Where are we on these charts? These charts assume an 18km asteroid on the top (solid-black) line. This is about 10 times the size of the next lower line. You're hypothetical is about 5x the top-line, so for the rest of this, I'm going to be imagining a line shifted up about half the distance between the solid and dashed line.

London is about 45km in diameter. Or, about 2.5 the 18km diameter rock. So, well take whatever the difference is from the 18km v. ~1.8km lines and multiply it by ${2.5} \over {10}$ or 0.25.

Heat

If I'm reading the chart correctly, the edge of the 1.8km fireball is 400 kilometers. The edge of the 18km fireball is 2,000 kilometers (5x).

Interpolated, each 45km diameter strike will have a $2,000 km \times 5 \times 0.25$ = 2,500 km fireball.

For scale, the fireball will consume half of a continent the size of North America, South America, or Africa.

Everything flammable in this region (cloth, plant matter) will spontaneously combust under the intense heat.

enter image description here

Earthquake

Each strike will be felt anywhere on the planet.

Each strike will also do moderate damage to all structures within roughly 6,000 km of the center (12,000 kilometer diameter). Combined, the three strikes will rattle nearly every structure on the planet with a magnitude 5 or greater earthquake.

enter image description here

Blast

Steel framed structures out to 1,500 km will be knocked down by each strike's airburst blast.

Wooden frame structures out to 6,000 km from the center of the strike will be knocked down.

Probably safe to say all unsheltered life on each stricken continent is dead.

enter image description here

Dust

450km for 1.8km, 4,500 km for 18 (10x). Fine dust will be scattered (4,500 x 10 x 0.25) = 11,250 kilometers radius.

Based on this : https://www.wired.com/2012/05/what-happens-to-all-that-volcanic-ash/ the ash settles at about 10 m/s. It should stay aloft for a few days (arbitrarily saying 14)

enter image description here

Short-Term Environmental Effects

The dust clouds can become electrically charged, disrupting radio and satellite communication. Additionally, they shade the area beneath them from solar heating.

How much shade? Each strike creates an ash cloud 11,000 km in radius. The area of coverage is $\pi r^2$ or 380 million square kilometers. 1.14 billion square kilometers are shaded by all 3 strikes.

The total surface area of the Earth is only 510 million kilometers. So, the entire Earth will be shaded by ash and dust for at least two weeks.

What will this do? According to this article many species of plants can survive on root energy for months or years, but many other plant species can not survive 2 weeks without sunlight. Depending on seed availability, those plants may recover from a new generation of seeds, but the current living plants will probably perish.

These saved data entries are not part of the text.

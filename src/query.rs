//! The query routine: retrieve context, ask the model, report sources.

use anyhow::Result;
use std::path::Path;

use crate::embedding;
use crate::llm::OllamaClient;
use crate::prompt;
use crate::store::VectorStore;

/// Run one retrieval-augmented query against the store at `store_path`.
///
/// Retrieves at most `k` documents, renders the prompt, invokes
/// `model_name` for generation, prints the response with its source labels,
/// and returns the response text. Any failure from the embedding call,
/// store open, search, or generation propagates unmodified and ends the
/// run.
pub async fn run_query(
    query: &str,
    k: usize,
    model_name: &str,
    store_path: &Path,
) -> Result<String> {
    println!(
        "Initializing embedding function ({})...",
        embedding::EMBEDDING_MODEL
    );
    let provider = embedding::create_provider();
    let store = VectorStore::open(store_path, provider).await?;

    println!("Searching for top {} results...", k);
    let results = store.similarity_search_with_score(query, k).await?;

    let context = prompt::build_context(&results);
    let rendered = prompt::render_prompt(&context, query);

    println!("Using model '{}' to generate response...", model_name);
    let response = OllamaClient::new().generate(model_name, &rendered).await?;

    let sources = prompt::source_labels(&results);
    println!("{}", format_response(&response, &sources));

    store.close().await;
    Ok(response)
}

/// Combined output block: response text followed by the source labels.
fn format_response(response: &str, sources: &[String]) -> String {
    format!("Response: {}\nSources: {:?}", response, sources)
}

Mid-Term Environmental Effects

Based on the 3 strike zones you selected (S. America, Eastern Africa, Chinese coast), parts of Europe and most of North America will be spared the worst, and only will ride out 2 weeks of darkness.

Seedlings, powered by internal food reserves, will sprout in the worst-hit regions before the dust clears. Most food crops only require a few months to mature for harvest. In a few months time, plant life, other than forests, will have recovered.

People and animals that were in shelter (if that was possible) should be able to begin digging out in a few days.

Once the dust clears, satellites and the ground stations to command them should be available to assist in a regional effort to identify survivors and provide assist digging out from the rubble.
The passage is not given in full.